Banners bearing ⁠Trump's ‌image were affixed last year to the Department of Labor, the Department of Agriculture and the U.S. Institute for Peace buildings.

A board of directors appointed by the president voted in ⁠December to add Trump's name to the John F. Kennedy ​Center for the Performing Arts. ‌Trump's name was also affixed last year to the U.S. Institute of Peace building in ⁠Washington.

The White House ​referred questions about the latest banner to the Justice Department, which did not immediately respond to a request for comment.

In a statement cited by NBC News, a DOJ spokesperson said the department was "proud" to celebrate its "historic work ⁠to make America safe again at President Trump's direction."

In ​2023, former Justice Department special counsel Jack Smith secured indictments accusing Trump of illegally retaining classified documents following his first term in office and of plotting to overturn his defeat in the 2020 election.

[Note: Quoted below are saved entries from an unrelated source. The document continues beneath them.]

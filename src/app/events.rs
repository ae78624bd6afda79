//! Outbound application events.
//!
//! The [`GatewayService`](super::service::GatewayService) emits these through
//! the [`EventSink`](super::ports::EventSink) port.  Adapters on the other
//! side decide what to do with them (serial log today).

use crate::compression::Method;
use crate::error::Fault;
use crate::ota::OtaState;
use crate::scheduler::TaskId;

/// Structured events emitted by the gateway core.
#[derive(Debug, Clone)]
pub enum AppEvent {
    /// The gateway finished booting; carries the running firmware version.
    Started { version: String },

    /// One poll produced a sample.
    SampleAcquired {
        timestamp_ms: u64,
        values: heapless::Vec<(crate::registers::RegisterId, u16), { crate::registers::MAX_SELECTION }>,
    },

    /// A full batch was compressed and queued for upload.
    BatchQueued {
        method: Method,
        original_size: usize,
        compressed_size: usize,
        queued: usize,
    },

    /// An upload cycle delivered `packets` packets.
    UploadDelivered { packets: usize, bytes: usize },

    /// An upload cycle failed and drained packets were put back.
    UploadRestored { packets: usize, queued: usize },

    /// A cloud configuration change was applied to the live scheduler.
    ConfigApplied {
        task: TaskId,
        period_us: u64,
    },

    /// The register selection changed.
    SelectionApplied { registers: usize },

    /// A remote command finished.
    CommandExecuted {
        command_type: String,
        success: bool,
    },

    /// The OTA state machine moved to a new phase.
    OtaPhase { state: OtaState, progress: u8 },

    /// A fault was recorded (and possibly recovered).
    FaultRecorded { fault: Fault, recovered: bool },

    /// The deadline monitor or the OTA engine requested a reset.
    RestartRequested { reason: &'static str },
}
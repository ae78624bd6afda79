//! Unified fault taxonomy for the EcoWatt gateway.
//!
//! Every fallible domain operation returns [`Fault`]. Variants are `Copy` so
//! they can be stored in the fault log, passed to the retry helpers and
//! compared in tests without allocation. `Display` renders the wire value
//! used in fault-recovery reports (`crc_error`, `http_error(503)`, ...).

use core::fmt;

// ---------------------------------------------------------------------------
// Top-level fault
// ---------------------------------------------------------------------------

#[derive(Debug, Clone, Copy, PartialEq, Eq)]
pub enum Fault {
    /// The inverter answered with a Modbus exception frame.
    ModbusException(u8),
    /// The inverter endpoint did not answer within the request timeout.
    ModbusTimeout,
    /// Response frame failed CRC-16/Modbus verification.
    CrcError,
    /// Response JSON/hex was malformed or the frame fields are inconsistent.
    CorruptFrame,
    /// A bounded buffer overflowed and data was dropped.
    BufferOverflow,
    /// A cloud or inverter endpoint returned a non-success HTTP status.
    HttpError(u16),
    /// A cloud request timed out.
    Timeout,
    /// No connection could be established (DNS, TCP, TLS).
    ConnectionFailed,
    CompressionFailure,
    UploadFailure,
    OtaManifestInvalid,
    OtaChunkInvalid,
    OtaHashMismatch,
    OtaSignatureInvalid,
    ConfigParseError,
    SecurityMacMismatch,
    SecurityReplay,
    /// No pre-shared key is provisioned; the envelope fails closed.
    SecurityKeyMissing,
    /// Persistent storage rejected a read or write.
    StorageFailure,
    ResourceExhausted(Resource),
}

/// Which resource ran out for [`Fault::ResourceExhausted`].
#[derive(Debug, Clone, Copy, PartialEq, Eq)]
pub enum Resource {
    Heap,
    Buffer,
    Partition,
}

impl Fault {
    /// Transient Modbus exception codes: 0x05 Acknowledge, 0x06 Busy.
    pub const fn is_transient_exception(self) -> bool {
        matches!(self, Self::ModbusException(0x05 | 0x06))
    }

    /// Faults caused by the network path rather than by the peer's data.
    pub const fn is_network(self) -> bool {
        matches!(
            self,
            Self::ModbusTimeout | Self::Timeout | Self::ConnectionFailed | Self::HttpError(_)
        )
    }

    /// HTTP statuses that indicate a configuration problem and are never retried.
    pub const fn is_configuration_error(self) -> bool {
        matches!(self, Self::HttpError(400 | 401 | 404))
    }
}

impl fmt::Display for Fault {
    fn fmt(&self, f: &mut fmt::Formatter<'_>) -> fmt::Result {
        match self {
            Self::ModbusException(code) => write!(f, "modbus_exception(0x{code:02x})"),
            Self::ModbusTimeout => write!(f, "modbus_timeout"),
            Self::CrcError => write!(f, "crc_error"),
            Self::CorruptFrame => write!(f, "corrupt_frame"),
            Self::BufferOverflow => write!(f, "buffer_overflow"),
            Self::HttpError(status) => write!(f, "http_error({status})"),
            Self::Timeout => write!(f, "timeout"),
            Self::ConnectionFailed => write!(f, "connection_failed"),
            Self::CompressionFailure => write!(f, "compression_failure"),
            Self::UploadFailure => write!(f, "upload_failure"),
            Self::OtaManifestInvalid => write!(f, "ota_manifest_invalid"),
            Self::OtaChunkInvalid => write!(f, "ota_chunk_invalid"),
            Self::OtaHashMismatch => write!(f, "ota_hash_mismatch"),
            Self::OtaSignatureInvalid => write!(f, "ota_signature_invalid"),
            Self::ConfigParseError => write!(f, "config_parse_error"),
            Self::SecurityMacMismatch => write!(f, "security_mac_mismatch"),
            Self::SecurityReplay => write!(f, "security_replay"),
            Self::SecurityKeyMissing => write!(f, "security_key_missing"),
            Self::StorageFailure => write!(f, "storage_failure"),
            Self::ResourceExhausted(r) => write!(f, "resource_exhausted({r})"),
        }
    }
}

impl fmt::Display for Resource {
    fn fmt(&self, f: &mut fmt::Formatter<'_>) -> fmt::Result {
        match self {
            Self::Heap => write!(f, "heap"),
            Self::Buffer => write!(f, "buffer"),
            Self::Partition => write!(f, "partition"),
        }
    }
}

// ---------------------------------------------------------------------------
// Port error conversions
// ---------------------------------------------------------------------------

impl From<crate::app::ports::StorageError> for Fault {
    fn from(_: crate::app::ports::StorageError) -> Self {
        Self::StorageFailure
    }
}

impl From<crate::app::ports::TransportError> for Fault {
    fn from(e: crate::app::ports::TransportError) -> Self {
        match e {
            crate::app::ports::TransportError::Timeout => Self::Timeout,
            crate::app::ports::TransportError::ConnectionFailed
            | crate::app::ports::TransportError::Io => Self::ConnectionFailed,
        }
    }
}

impl From<crate::app::ports::SlotError> for Fault {
    fn from(e: crate::app::ports::SlotError) -> Self {
        match e {
            crate::app::ports::SlotError::NoPartition | crate::app::ports::SlotError::OutOfRange => {
                Self::ResourceExhausted(Resource::Partition)
            }
            crate::app::ports::SlotError::WriteFailed
            | crate::app::ports::SlotError::ReadFailed
            | crate::app::ports::SlotError::BootSetFailed => Self::OtaChunkInvalid,
        }
    }
}

// ---------------------------------------------------------------------------
// Convenience Result alias
// ---------------------------------------------------------------------------

/// Gateway-wide `Result` alias.
pub type Result<T> = core::result::Result<T, Fault>;
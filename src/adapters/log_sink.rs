//! Log-based event sink adapter.
//!
//! Implements [`EventSink`] by writing structured application events to
//! the ESP-IDF logger (which goes to UART / USB-CDC in production) as
//! one-line `TAG | key=value` records.

use core::fmt::Write;

use log::{info, warn};

use crate::app::events::AppEvent;
use crate::app::ports::EventSink;

/// Adapter that logs every [`AppEvent`] to the serial console.
#[derive(Default)]
pub struct LogEventSink {
    emitted: u32,
}

impl LogEventSink {
    pub fn new() -> Self {
        Self::default()
    }

    /// Events written so far.
    pub fn emitted(&self) -> u32 {
        self.emitted
    }
}

/// Render an event as `TAG | key=value ...`.
pub fn render(event: &AppEvent) -> String {
    match event {
        AppEvent::Started { version } => format!("START | version={}", version),
        AppEvent::SampleAcquired {
            timestamp_ms,
            values,
        } => {
            let mut line = format!("SAMPLE | t={}", timestamp_ms);
            for (id, v) in values {
                let _ = write!(line, " {}={}", id.name(), v);
            }
            line
        }
        AppEvent::BatchQueued {
            method,
            original_size,
            compressed_size,
            queued,
        } => format!(
            "BATCH | method={} original={}B compressed={}B queued={}",
            method.name(),
            original_size,
            compressed_size,
            queued
        ),
        AppEvent::UploadDelivered { packets, bytes } => {
            format!("UPLOAD | delivered packets={} bytes={}", packets, bytes)
        }
        AppEvent::UploadRestored { packets, queued } => {
            format!("UPLOAD | restored packets={} queued={}", packets, queued)
        }
        AppEvent::ConfigApplied { task, period_us } => {
            format!("CONFIG | task={} period_us={}", task, period_us)
        }
        AppEvent::SelectionApplied { registers } => {
            format!("CONFIG | registers={}", registers)
        }
        AppEvent::CommandExecuted {
            command_type,
            success,
        } => format!("COMMAND | type={} success={}", command_type, success),
        AppEvent::OtaPhase { state, progress } => {
            format!("OTA | phase={} progress={}%", state, progress)
        }
        AppEvent::FaultRecorded { fault, recovered } => {
            format!("FAULT | error={} recovered={}", fault, recovered)
        }
        AppEvent::RestartRequested { reason } => format!("RESTART | reason={}", reason),
    }
}

impl EventSink for LogEventSink {
    fn emit(&mut self, event: &AppEvent) {
        self.emitted += 1;
        let line = render(event);
        match event {
            AppEvent::FaultRecorded { .. } | AppEvent::RestartRequested { .. } => warn!("{}", line),
            _ => info!("{}", line),
        }
    }
}
//! RS-485 transceiver power gate.
//!
//! The transceiver only draws current while a poll is in progress: the poll
//! task calls `uart_on` before building the request frame and `uart_off`
//! once the response is decoded.  The enable line is any
//! [`embedded_hal::digital::OutputPin`], so the same gate drives an ESP-IDF
//! `PinDriver` on hardware and a recording mock in tests.

use embedded_hal::digital::OutputPin;
use log::{debug, warn};
use serde::Serialize;

use crate::app::ports::TransceiverPort;

#[derive(Debug, Default, Clone, Copy, PartialEq, Eq, Serialize)]
pub struct PeripheralStats {
    pub power_cycles: u32,
    /// Accumulated time with the transceiver powered.
    pub on_time_ms: u64,
    /// Enable-line writes that failed.
    pub errors: u32,
    pub is_on: bool,
}

pub struct PeripheralGate<P: OutputPin> {
    enable: P,
    on_since_ms: Option<u64>,
    stats: PeripheralStats,
}

impl<P: OutputPin> PeripheralGate<P> {
    /// Take the enable line and drive it low (transceiver off).
    pub fn new(mut enable: P) -> Self {
        let mut stats = PeripheralStats::default();
        if enable.set_low().is_err() {
            stats.errors += 1;
        }
        Self {
            enable,
            on_since_ms: None,
            stats,
        }
    }

    pub fn is_on(&self) -> bool {
        self.on_since_ms.is_some()
    }

    pub fn release(self) -> P {
        self.enable
    }
}

impl<P: OutputPin> TransceiverPort for PeripheralGate<P> {
    fn uart_on(&mut self, now_ms: u64) {
        if self.on_since_ms.is_some() {
            return;
        }
        if self.enable.set_high().is_err() {
            self.stats.errors += 1;
            warn!("Peripheral: transceiver enable failed");
            return;
        }
        self.on_since_ms = Some(now_ms);
        self.stats.power_cycles += 1;
        debug!("Peripheral: UART on");
    }

    fn uart_off(&mut self, now_ms: u64) {
        let Some(since) = self.on_since_ms else {
            return;
        };
        if self.enable.set_low().is_err() {
            self.stats.errors += 1;
            warn!("Peripheral: transceiver disable failed");
        }
        self.stats.on_time_ms += now_ms.saturating_sub(since);
        self.on_since_ms = None;
        debug!("Peripheral: UART off");
    }

    fn stats(&self) -> PeripheralStats {
        PeripheralStats {
            is_on: self.is_on(),
            ..self.stats
        }
    }

    fn reset_stats(&mut self) {
        self.stats = PeripheralStats::default();
    }
}
//! Sliding-window deadline-miss monitor.
//!
//! Every missed poll deadline is timestamped.  A restart is warranted when
//! more than [`MAX_DEADLINE_MISSES`] misses fall inside the last
//! [`MISS_WINDOW_MS`], unless the misses are explained by the network:
//!
//! - a network-related miss within the last [`NETWORK_SUPPRESS_MS`]
//!   suppresses the restart outright;
//! - for [`GRACE_PERIOD_MS`] after the network comes back the threshold is
//!   doubled.
//!
//! Lifetime counters are diagnostics only and never drive the decision.

use heapless::Deque;
use log::{info, warn};

pub const MAX_DEADLINE_MISSES: usize = 10;
pub const MISS_WINDOW_MS: u64 = 5 * 60 * 1000;
pub const GRACE_PERIOD_MS: u64 = 60 * 1000;
pub const NETWORK_SUPPRESS_MS: u64 = 60 * 1000;
/// Misses older than this are dropped when the network is restored.
pub const RESTORE_PURGE_AGE_MS: u64 = 2 * 60 * 1000;

/// Room for the doubled threshold plus the miss that crosses it.
const MISS_CAPACITY: usize = 2 * MAX_DEADLINE_MISSES + 2;

#[derive(Debug, Default, Clone, Copy, PartialEq, Eq)]
pub struct DeadlineStats {
    pub total_misses: u32,
    pub network_misses: u32,
    pub restarts_requested: u32,
}

pub struct DeadlineMonitor {
    misses: Deque<u64, MISS_CAPACITY>,
    last_network_miss_ms: Option<u64>,
    network_restored_ms: Option<u64>,
    stats: DeadlineStats,
}

impl DeadlineMonitor {
    pub fn new() -> Self {
        Self {
            misses: Deque::new(),
            last_network_miss_ms: None,
            network_restored_ms: None,
            stats: DeadlineStats::default(),
        }
    }

    pub fn record_miss(&mut self, now_ms: u64, is_network_related: bool) {
        if self.misses.is_full() {
            self.misses.pop_front();
        }
        // Cannot fail: a slot was freed above.
        let _ = self.misses.push_back(now_ms);
        self.stats.total_misses += 1;
        if is_network_related {
            self.stats.network_misses += 1;
            self.last_network_miss_ms = Some(now_ms);
        }
        warn!(
            "Deadline: miss recorded ({}), {} in window",
            if is_network_related { "network" } else { "local" },
            self.recent_misses(now_ms)
        );
    }

    /// Misses inside the evaluation window ending at `now_ms`.
    pub fn recent_misses(&self, now_ms: u64) -> usize {
        self.misses
            .iter()
            .filter(|&&t| now_ms.saturating_sub(t) <= MISS_WINDOW_MS)
            .count()
    }

    fn in_grace(&self, now_ms: u64) -> bool {
        self.network_restored_ms
            .is_some_and(|t| now_ms.saturating_sub(t) < GRACE_PERIOD_MS)
    }

    pub fn threshold(&self, now_ms: u64) -> usize {
        if self.in_grace(now_ms) {
            MAX_DEADLINE_MISSES * 2
        } else {
            MAX_DEADLINE_MISSES
        }
    }

    pub fn should_restart(&mut self, now_ms: u64) -> bool {
        if self
            .last_network_miss_ms
            .is_some_and(|t| now_ms.saturating_sub(t) < NETWORK_SUPPRESS_MS)
        {
            return false;
        }
        let recent = self.recent_misses(now_ms);
        let threshold = self.threshold(now_ms);
        if recent > threshold {
            self.stats.restarts_requested += 1;
            warn!("Deadline: {} misses in window (threshold {}), restart", recent, threshold);
            return true;
        }
        false
    }

    /// Start the grace period and forget misses older than two minutes.
    pub fn on_network_restored(&mut self, now_ms: u64) {
        self.network_restored_ms = Some(now_ms);
        let before = self.misses.len();
        let mut kept: Deque<u64, MISS_CAPACITY> = Deque::new();
        for &t in self.misses.iter() {
            if now_ms.saturating_sub(t) <= RESTORE_PURGE_AGE_MS {
                let _ = kept.push_back(t);
            }
        }
        self.misses = kept;
        info!(
            "Deadline: network restored, {} stale misses cleared, grace period started",
            before - self.misses.len()
        );
    }

    pub fn stats(&self) -> DeadlineStats {
        self.stats
    }
}

impl Default for DeadlineMonitor {
    fn default() -> Self {
        Self::new()
    }
}

#[cfg(test)]
mod tests {
    use super::*;

    const T0: u64 = 10 * 60 * 1000;

    fn with_misses(n: usize, network: bool) -> DeadlineMonitor {
        let mut m = DeadlineMonitor::new();
        for i in 0..n {
            m.record_miss(T0 + i as u64 * 1000, network);
        }
        m
    }

    #[test]
    fn restart_after_threshold_plus_one() {
        let mut m = with_misses(MAX_DEADLINE_MISSES, false);
        assert!(!m.should_restart(T0 + 20_000));
        m.record_miss(T0 + 21_000, false);
        assert!(m.should_restart(T0 + 22_000));
        assert_eq!(m.stats().restarts_requested, 1);
    }

    #[test]
    fn recent_network_miss_suppresses_restart() {
        let mut m = with_misses(MAX_DEADLINE_MISSES, false);
        m.record_miss(T0 + 30_000, true);
        assert!(!m.should_restart(T0 + 40_000));
        // Once the network miss ages out the local misses still count.
        assert!(m.should_restart(T0 + 30_000 + NETWORK_SUPPRESS_MS));
    }

    #[test]
    fn old_misses_leave_the_window() {
        let mut m = with_misses(MAX_DEADLINE_MISSES + 1, false);
        assert!(!m.should_restart(T0 + MISS_WINDOW_MS + 5_000));
    }

    #[test]
    fn grace_period_doubles_threshold() {
        let mut m = DeadlineMonitor::new();
        m.on_network_restored(T0);
        for i in 0..=MAX_DEADLINE_MISSES {
            m.record_miss(T0 + 1_000 + i as u64, false);
        }
        assert!(!m.should_restart(T0 + 2_000));
        assert_eq!(m.threshold(T0 + 2_000), 2 * MAX_DEADLINE_MISSES);
        assert!(m.should_restart(T0 + GRACE_PERIOD_MS));
    }

    #[test]
    fn restore_purges_misses_older_than_two_minutes() {
        let mut m = DeadlineMonitor::new();
        m.record_miss(T0, false);
        m.record_miss(T0 + 150_000, false);
        m.on_network_restored(T0 + 200_000);
        assert_eq!(m.recent_misses(T0 + 200_000), 1);
        assert_eq!(m.stats().total_misses, 2);
    }
}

Trump falsely ⁠claimed that he won the 2020 election. His supporters stormed the U.S. Capitol on January 6, 2021, in an unsuccessful attempt to prevent the Congress from certifying the results of that election. After taking office for a second time in January 2025, Trump pardoned the rioters.

Trump denied wrongdoing in the ​cases against him, calling them politically motivated. Smith dropped both cases ⁠against the Republican after Trump won the 2024 election, citing a Justice Department policy against prosecuting a ​sitting president.

Smith resigned from the Justice Department days before Trump ‌returned to the White House early last year.

The Trump ​administration's Justice Department has since targeted and fired many officials involved in probes against the Republican leader.